WORK ITEM:
Show every line from the entries that follow which holds the word "Copy".

· · · ·

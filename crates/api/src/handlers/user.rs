//! Handlers for the authenticated learner's own stats and history.

use academy_core::error::CoreError;
use academy_core::xp::LevelProgress;
use academy_db::repositories::{AchievementRepo, ProgressRepo, UserRepo};
use axum::extract::State;
use axum::response::IntoResponse;
use axum::Json;
use serde::Serialize;

use crate::error::AppResult;
use crate::middleware::auth::AuthUser;
use crate::response::DataResponse;
use crate::state::AppState;

/// XP, level and activity counters for the profile header.
#[derive(Debug, Serialize)]
pub struct UserStats {
    pub username: String,
    #[serde(flatten)]
    pub level: LevelProgress,
    pub lessons_completed: i32,
    pub courses_completed: i32,
}

/// GET /api/v1/user/stats
pub async fn get_stats(
    user: AuthUser,
    State(state): State<AppState>,
) -> AppResult<impl IntoResponse> {
    let row = UserRepo::find_by_id(&state.pool, user.user_id)
        .await?
        .ok_or(CoreError::NotFound {
            entity: "user",
            id: user.user_id,
        })?;

    Ok(Json(DataResponse {
        data: UserStats {
            username: row.username,
            level: LevelProgress::for_total_xp(row.total_xp),
            lessons_completed: row.lessons_completed,
            courses_completed: row.courses_completed,
        },
    }))
}

/// GET /api/v1/user/progress
///
/// Every course the learner is enrolled in.
pub async fn list_progress(
    user: AuthUser,
    State(state): State<AppState>,
) -> AppResult<impl IntoResponse> {
    let progress = ProgressRepo::list_by_user(&state.pool, user.user_id).await?;
    Ok(Json(DataResponse { data: progress }))
}

/// GET /api/v1/user/achievements
pub async fn list_achievements(
    user: AuthUser,
    State(state): State<AppState>,
) -> AppResult<impl IntoResponse> {
    let earned = AchievementRepo::list_for_user(&state.pool, user.user_id).await?;
    Ok(Json(DataResponse { data: earned }))
}
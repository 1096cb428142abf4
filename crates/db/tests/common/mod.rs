//! Shared fixtures for repository integration tests.

#![allow(dead_code)]

use academy_core::lesson::LessonType;
use academy_db::models::course::{Course, CreateCourse};
use academy_db::models::lesson::{CreateLesson, Lesson};
use academy_db::models::user::{CreateUser, User};
use academy_db::repositories::{CourseRepo, LessonRepo, UserRepo};
use sqlx::PgPool;

pub async fn create_user(pool: &PgPool, name: &str) -> User {
    UserRepo::create(
        pool,
        &CreateUser {
            username: name.to_string(),
            email: format!("{name}@example.com"),
        },
    )
    .await
    .unwrap()
}

/// Create a published course with one lesson per entry in `lesson_types`.
pub async fn create_course(
    pool: &PgPool,
    slug: &str,
    lesson_types: &[LessonType],
) -> (Course, Vec<Lesson>) {
    let course = CourseRepo::create(
        pool,
        &CreateCourse {
            slug: slug.to_string(),
            title: format!("Course {slug}"),
            description: None,
            difficulty: None,
            is_published: None,
        },
    )
    .await
    .unwrap();

    let mut lessons = Vec::new();
    for (i, lesson_type) in lesson_types.iter().enumerate() {
        let lesson = LessonRepo::create(
            pool,
            &CreateLesson {
                course_id: course.id,
                title: format!("{slug} lesson {}", i + 1),
                lesson_type: *lesson_type,
                sort_order: i as i32,
                content: None,
            },
        )
        .await
        .unwrap();
        lessons.push(lesson);
    }

    (course, lessons)
}
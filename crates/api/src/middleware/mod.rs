//! Request extractors.
//!
//! - [`auth::AuthUser`] -- the authenticated learner from a JWT Bearer token.

pub mod auth;
//! Badge evaluation.
//!
//! The pipeline treats badge evaluation as a black box that may grant XP
//! as a side effect; it re-reads the user's level afterwards rather than
//! trusting anything returned here for level.

use academy_core::badges::BadgeCriteria;
use academy_core::types::DbId;
use academy_db::models::achievement::Achievement;
use academy_db::repositories::{AchievementRepo, UserRepo};
use academy_db::DbPool;
use async_trait::async_trait;
use serde::Serialize;

use crate::error::StoreError;

/// An achievement granted during one evaluation.
#[derive(Debug, Clone, PartialEq, Eq, Serialize)]
pub struct BadgeAward {
    pub achievement_id: DbId,
    pub code: String,
    pub name: String,
    pub xp_reward: i32,
}

impl From<&Achievement> for BadgeAward {
    fn from(a: &Achievement) -> Self {
        Self {
            achievement_id: a.id,
            code: a.code.clone(),
            name: a.name.clone(),
            xp_reward: a.xp_reward,
        }
    }
}

/// Grants whatever achievements a user newly qualifies for.
#[async_trait]
pub trait BadgeEvaluator: Send + Sync {
    /// Returns the achievements granted by this call (possibly empty).
    async fn check_and_award_badges(&self, user_id: DbId) -> Result<Vec<BadgeAward>, StoreError>;
}

/// [`BadgeEvaluator`] over the `achievements` catalog table.
///
/// Each achievement's `xp_reward` goes through `award_xp`, so a reward can
/// unlock XP- or level-based achievements; evaluation repeats until a pass
/// grants nothing new.
#[derive(Clone)]
pub struct CatalogBadgeEvaluator {
    pool: DbPool,
}

impl CatalogBadgeEvaluator {
    pub fn new(pool: DbPool) -> Self {
        Self { pool }
    }
}

#[async_trait]
impl BadgeEvaluator for CatalogBadgeEvaluator {
    async fn check_and_award_badges(&self, user_id: DbId) -> Result<Vec<BadgeAward>, StoreError> {
        let mut awarded = Vec::new();

        loop {
            let Some(user) = UserRepo::find_by_id(&self.pool, user_id).await? else {
                return Ok(awarded);
            };
            let counters = user.counters();
            let mut granted_this_pass = false;

            for achievement in AchievementRepo::list_unearned(&self.pool, user_id).await? {
                let criteria = match achievement.criteria_type.parse::<BadgeCriteria>() {
                    Ok(c) => c,
                    Err(e) => {
                        tracing::warn!(
                            achievement_id = achievement.id,
                            error = %e,
                            "Skipping achievement with unknown criteria",
                        );
                        continue;
                    }
                };

                if !criteria.is_met(achievement.threshold, &counters) {
                    continue;
                }

                // A concurrent evaluation may have granted it first.
                if !AchievementRepo::grant(&self.pool, user_id, achievement.id).await? {
                    continue;
                }
                granted_this_pass = true;

                if achievement.xp_reward > 0 {
                    if let Err(e) =
                        UserRepo::award_xp(&self.pool, user_id, achievement.xp_reward).await
                    {
                        tracing::warn!(
                            user_id,
                            achievement_id = achievement.id,
                            error = %e,
                            "Failed to award achievement XP",
                        );
                    }
                }

                tracing::info!(
                    user_id,
                    code = %achievement.code,
                    xp_reward = achievement.xp_reward,
                    "Achievement granted",
                );
                awarded.push(BadgeAward::from(&achievement));
            }

            if !granted_this_pass {
                return Ok(awarded);
            }
        }
    }
}
//! Per-(user, course) progress aggregate.

use academy_core::types::{DbId, Timestamp};
use serde::Serialize;
use sqlx::FromRow;

/// A row from the `user_progress` table.
///
/// The counters are maintained by the `update_course_progress` trigger;
/// application code only creates the row (enrollment), moves
/// `current_lesson_id` and claims `bonus_awarded_at`.
#[derive(Debug, Clone, FromRow, Serialize)]
pub struct UserProgress {
    pub id: DbId,
    pub user_id: DbId,
    pub course_id: DbId,
    pub lessons_completed: i32,
    pub total_lessons: i32,
    pub progress_percentage: i32,
    pub current_lesson_id: Option<DbId>,
    pub started_at: Option<Timestamp>,
    pub completed_at: Option<Timestamp>,
    /// Set once the course completion bonus has been paid.
    pub bonus_awarded_at: Option<Timestamp>,
    pub created_at: Timestamp,
    pub updated_at: Timestamp,
}

impl UserProgress {
    /// `lessons_completed >= total_lessons` for a non-empty course.
    pub fn is_course_complete(&self) -> bool {
        academy_core::course::is_course_complete(self.lessons_completed, self.total_lessons)
    }
}
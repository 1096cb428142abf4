//! Handlers for the course catalog and enrollment.

use academy_core::error::CoreError;
use academy_core::types::DbId;
use academy_db::models::course::Course;
use academy_db::models::lesson::Lesson;
use academy_db::repositories::{CourseRepo, LessonRepo, ProgressRepo};
use axum::extract::{Path, State};
use axum::http::StatusCode;
use axum::response::IntoResponse;
use axum::Json;
use serde::Serialize;

use crate::error::{AppError, AppResult};
use crate::middleware::auth::AuthUser;
use crate::response::DataResponse;
use crate::state::AppState;

/// A course with its lessons in display order.
#[derive(Debug, Serialize)]
pub struct CourseDetail {
    #[serde(flatten)]
    pub course: Course,
    pub lessons: Vec<Lesson>,
}

/// Load a course or fail with 404.
pub(crate) async fn ensure_course_exists(state: &AppState, course_id: DbId) -> AppResult<Course> {
    CourseRepo::find_by_id(&state.pool, course_id)
        .await?
        .ok_or(AppError::Core(CoreError::NotFound {
            entity: "course",
            id: course_id,
        }))
}

/// GET /api/v1/courses
pub async fn list_courses(
    _user: AuthUser,
    State(state): State<AppState>,
) -> AppResult<impl IntoResponse> {
    let courses = CourseRepo::list_published(&state.pool).await?;
    Ok(Json(DataResponse { data: courses }))
}

/// GET /api/v1/courses/{id}
pub async fn get_course(
    _user: AuthUser,
    State(state): State<AppState>,
    Path(course_id): Path<DbId>,
) -> AppResult<impl IntoResponse> {
    let course = ensure_course_exists(&state, course_id).await?;
    let lessons = LessonRepo::list_by_course(&state.pool, course_id).await?;

    Ok(Json(DataResponse {
        data: CourseDetail { course, lessons },
    }))
}

/// POST /api/v1/courses/{id}/enroll
///
/// Creates the learner's progress row. Enrolling again returns the
/// existing row.
pub async fn enroll(
    user: AuthUser,
    State(state): State<AppState>,
    Path(course_id): Path<DbId>,
) -> AppResult<impl IntoResponse> {
    ensure_course_exists(&state, course_id).await?;
    let progress = ProgressRepo::enroll(&state.pool, user.user_id, course_id).await?;

    tracing::info!(user_id = user.user_id, course_id, "User enrolled in course");

    Ok((StatusCode::CREATED, Json(DataResponse { data: progress })))
}
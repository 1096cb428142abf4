//! Achievement criteria.
//!
//! Each row in `achievements` names a `criteria_type` and a `threshold`.
//! This module decides whether a user's counters satisfy one.

use std::str::FromStr;

use serde::Serialize;

use crate::error::CoreError;

pub const CRITERIA_LESSONS_COMPLETED: &str = "lessons_completed";
pub const CRITERIA_COURSES_COMPLETED: &str = "courses_completed";
pub const CRITERIA_TOTAL_XP: &str = "total_xp";
pub const CRITERIA_LEVEL: &str = "level";

/// The counter an achievement is unlocked by.
#[derive(Debug, Clone, Copy, PartialEq, Eq, Serialize)]
#[serde(rename_all = "snake_case")]
pub enum BadgeCriteria {
    LessonsCompleted,
    CoursesCompleted,
    TotalXp,
    Level,
}

impl FromStr for BadgeCriteria {
    type Err = CoreError;

    fn from_str(s: &str) -> Result<Self, Self::Err> {
        match s {
            CRITERIA_LESSONS_COMPLETED => Ok(Self::LessonsCompleted),
            CRITERIA_COURSES_COMPLETED => Ok(Self::CoursesCompleted),
            CRITERIA_TOTAL_XP => Ok(Self::TotalXp),
            CRITERIA_LEVEL => Ok(Self::Level),
            other => Err(CoreError::Validation(format!(
                "Unknown achievement criteria '{other}'"
            ))),
        }
    }
}

/// Snapshot of the user counters achievements are evaluated against.
#[derive(Debug, Clone, Copy, Default, PartialEq, Eq)]
pub struct UserCounters {
    pub lessons_completed: i32,
    pub courses_completed: i32,
    pub total_xp: i64,
    pub current_level: i32,
}

impl BadgeCriteria {
    pub fn is_met(self, threshold: i64, counters: &UserCounters) -> bool {
        let value = match self {
            Self::LessonsCompleted => counters.lessons_completed as i64,
            Self::CoursesCompleted => counters.courses_completed as i64,
            Self::TotalXp => counters.total_xp,
            Self::Level => counters.current_level as i64,
        };
        value >= threshold
    }
}
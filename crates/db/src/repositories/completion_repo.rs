//! Repository for the `lesson_completions` table.

use academy_core::types::DbId;
use sqlx::PgPool;

use crate::models::completion::{LessonCompletion, NewLessonCompletion};

const COLUMNS: &str = "id, user_id, lesson_id, course_id, completed_at, time_spent_seconds, \
                       score_percentage, attempts, xp_earned";

/// Provides completion lookups and the idempotent insert.
pub struct CompletionRepo;

impl CompletionRepo {
    /// Find the completion for a (user, lesson) pair, if any.
    pub async fn find(
        pool: &PgPool,
        user_id: DbId,
        lesson_id: DbId,
    ) -> Result<Option<LessonCompletion>, sqlx::Error> {
        let query = format!(
            "SELECT {COLUMNS} FROM lesson_completions WHERE user_id = $1 AND lesson_id = $2"
        );
        sqlx::query_as::<_, LessonCompletion>(&query)
            .bind(user_id)
            .bind(lesson_id)
            .fetch_optional(pool)
            .await
    }

    /// Record a completion.
    ///
    /// Returns `None` when a completion for the (user, lesson) pair already
    /// exists: `uq_lesson_completions_user_lesson` makes the second insert a
    /// no-op, which is how concurrent completions are told apart.
    pub async fn insert(
        pool: &PgPool,
        input: &NewLessonCompletion,
    ) -> Result<Option<LessonCompletion>, sqlx::Error> {
        let query = format!(
            "INSERT INTO lesson_completions
                 (user_id, lesson_id, course_id, time_spent_seconds, score_percentage, attempts, xp_earned)
             VALUES ($1, $2, $3, $4, $5, 1, $6)
             ON CONFLICT ON CONSTRAINT uq_lesson_completions_user_lesson DO NOTHING
             RETURNING {COLUMNS}"
        );
        sqlx::query_as::<_, LessonCompletion>(&query)
            .bind(input.user_id)
            .bind(input.lesson_id)
            .bind(input.course_id)
            .bind(input.time_spent_seconds)
            .bind(input.score_percentage)
            .bind(input.xp_earned)
            .fetch_optional(pool)
            .await
    }

    /// List a user's completions within one course, oldest first.
    pub async fn list_by_user_course(
        pool: &PgPool,
        user_id: DbId,
        course_id: DbId,
    ) -> Result<Vec<LessonCompletion>, sqlx::Error> {
        let query = format!(
            "SELECT {COLUMNS} FROM lesson_completions
             WHERE user_id = $1 AND course_id = $2
             ORDER BY completed_at, id"
        );
        sqlx::query_as::<_, LessonCompletion>(&query)
            .bind(user_id)
            .bind(course_id)
            .fetch_all(pool)
            .await
    }
}
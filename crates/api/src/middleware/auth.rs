//! Learner identity for progress and profile handlers.
//!
//! Tokens are minted by the platform's auth provider; this service only
//! checks the signature and expiry and reads the learner id from `sub`.

use academy_core::error::CoreError;
use academy_core::types::DbId;
use axum::extract::FromRequestParts;
use axum::http::header::AUTHORIZATION;
use axum::http::request::Parts;

use crate::auth::jwt::validate_token;
use crate::error::AppError;
use crate::state::AppState;

/// The learner a request acts for. Handlers scope every progress read and
/// completion write to `user_id`.
#[derive(Debug, Clone, Copy)]
pub struct AuthUser {
    pub user_id: DbId,
}

impl FromRequestParts<AppState> for AuthUser {
    type Rejection = AppError;

    async fn from_request_parts(
        parts: &mut Parts,
        state: &AppState,
    ) -> Result<Self, Self::Rejection> {
        let token = bearer_token(parts)?;
        let claims = validate_token(token, &state.config.jwt)
            .map_err(|_| unauthorized("Invalid or expired token"))?;
        Ok(AuthUser {
            user_id: claims.sub,
        })
    }
}

/// The raw token from `Authorization: Bearer <token>`.
fn bearer_token(parts: &Parts) -> Result<&str, AppError> {
    let header = parts
        .headers
        .get(AUTHORIZATION)
        .and_then(|v| v.to_str().ok())
        .ok_or_else(|| unauthorized("Missing Authorization header"))?;
    header
        .strip_prefix("Bearer ")
        .filter(|token| !token.is_empty())
        .ok_or_else(|| unauthorized("Invalid Authorization format. Expected: Bearer <token>"))
}

fn unauthorized(msg: &str) -> AppError {
    AppError::Core(CoreError::Unauthorized(msg.to_string()))
}
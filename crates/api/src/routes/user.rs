use axum::routing::get;
use axum::Router;

use crate::handlers::user;
use crate::state::AppState;

/// Routes mounted at `/user`.
///
/// ```text
/// GET    /stats          -> get_stats
/// GET    /progress       -> list_progress
/// GET    /achievements   -> list_achievements
/// ```
pub fn router() -> Router<AppState> {
    Router::new()
        .route("/stats", get(user::get_stats))
        .route("/progress", get(user::list_progress))
        .route("/achievements", get(user::list_achievements))
}
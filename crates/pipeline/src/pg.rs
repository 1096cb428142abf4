//! [`LearningStore`] backed by the PostgreSQL repositories.

use academy_core::types::DbId;
use academy_db::models::completion::{LessonCompletion, NewLessonCompletion};
use academy_db::models::lesson::Lesson;
use academy_db::models::progress::UserProgress;
use academy_db::models::user::{User, XpTotals};
use academy_db::repositories::{CompletionRepo, LessonRepo, ProgressRepo, UserRepo};
use academy_db::DbPool;
use async_trait::async_trait;

use crate::error::StoreError;
use crate::store::LearningStore;

/// PostgreSQL implementation of [`LearningStore`].
#[derive(Clone)]
pub struct PgLearningStore {
    pool: DbPool,
}

impl PgLearningStore {
    pub fn new(pool: DbPool) -> Self {
        Self { pool }
    }
}

#[async_trait]
impl LearningStore for PgLearningStore {
    async fn find_completion(
        &self,
        user_id: DbId,
        lesson_id: DbId,
    ) -> Result<Option<LessonCompletion>, StoreError> {
        Ok(CompletionRepo::find(&self.pool, user_id, lesson_id).await?)
    }

    async fn find_lesson(&self, lesson_id: DbId) -> Result<Option<Lesson>, StoreError> {
        Ok(LessonRepo::find_by_id(&self.pool, lesson_id).await?)
    }

    async fn insert_completion(
        &self,
        input: &NewLessonCompletion,
    ) -> Result<Option<LessonCompletion>, StoreError> {
        Ok(CompletionRepo::insert(&self.pool, input).await?)
    }

    async fn increment_lessons_completed(&self, user_id: DbId) -> Result<(), StoreError> {
        Ok(UserRepo::increment_lessons_completed(&self.pool, user_id).await?)
    }

    async fn increment_courses_completed(&self, user_id: DbId) -> Result<(), StoreError> {
        Ok(UserRepo::increment_courses_completed(&self.pool, user_id).await?)
    }

    async fn find_user(&self, user_id: DbId) -> Result<Option<User>, StoreError> {
        Ok(UserRepo::find_by_id(&self.pool, user_id).await?)
    }

    async fn award_xp(&self, user_id: DbId, amount: i32) -> Result<Option<XpTotals>, StoreError> {
        Ok(UserRepo::award_xp(&self.pool, user_id, amount).await?)
    }

    async fn set_xp_if_unchanged(
        &self,
        user_id: DbId,
        expected_total_xp: i64,
        totals: XpTotals,
    ) -> Result<bool, StoreError> {
        Ok(UserRepo::set_xp_if_unchanged(&self.pool, user_id, expected_total_xp, totals).await?)
    }

    async fn find_progress(
        &self,
        user_id: DbId,
        course_id: DbId,
    ) -> Result<Option<UserProgress>, StoreError> {
        Ok(ProgressRepo::find(&self.pool, user_id, course_id).await?)
    }

    async fn claim_course_bonus(
        &self,
        user_id: DbId,
        course_id: DbId,
    ) -> Result<bool, StoreError> {
        Ok(ProgressRepo::claim_completion_bonus(&self.pool, user_id, course_id).await?)
    }

    async fn set_current_lesson(
        &self,
        user_id: DbId,
        course_id: DbId,
        lesson_id: DbId,
    ) -> Result<bool, StoreError> {
        Ok(ProgressRepo::set_current_lesson(&self.pool, user_id, course_id, lesson_id).await?)
    }
}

· · · ·

RESPONSE:
#[derive(Debug, Clone, Copy, PartialEq, Eq, Serialize)]
#[derive(Debug, Clone, Copy, Default, PartialEq, Eq)]
#[derive(Debug, Clone, Copy)]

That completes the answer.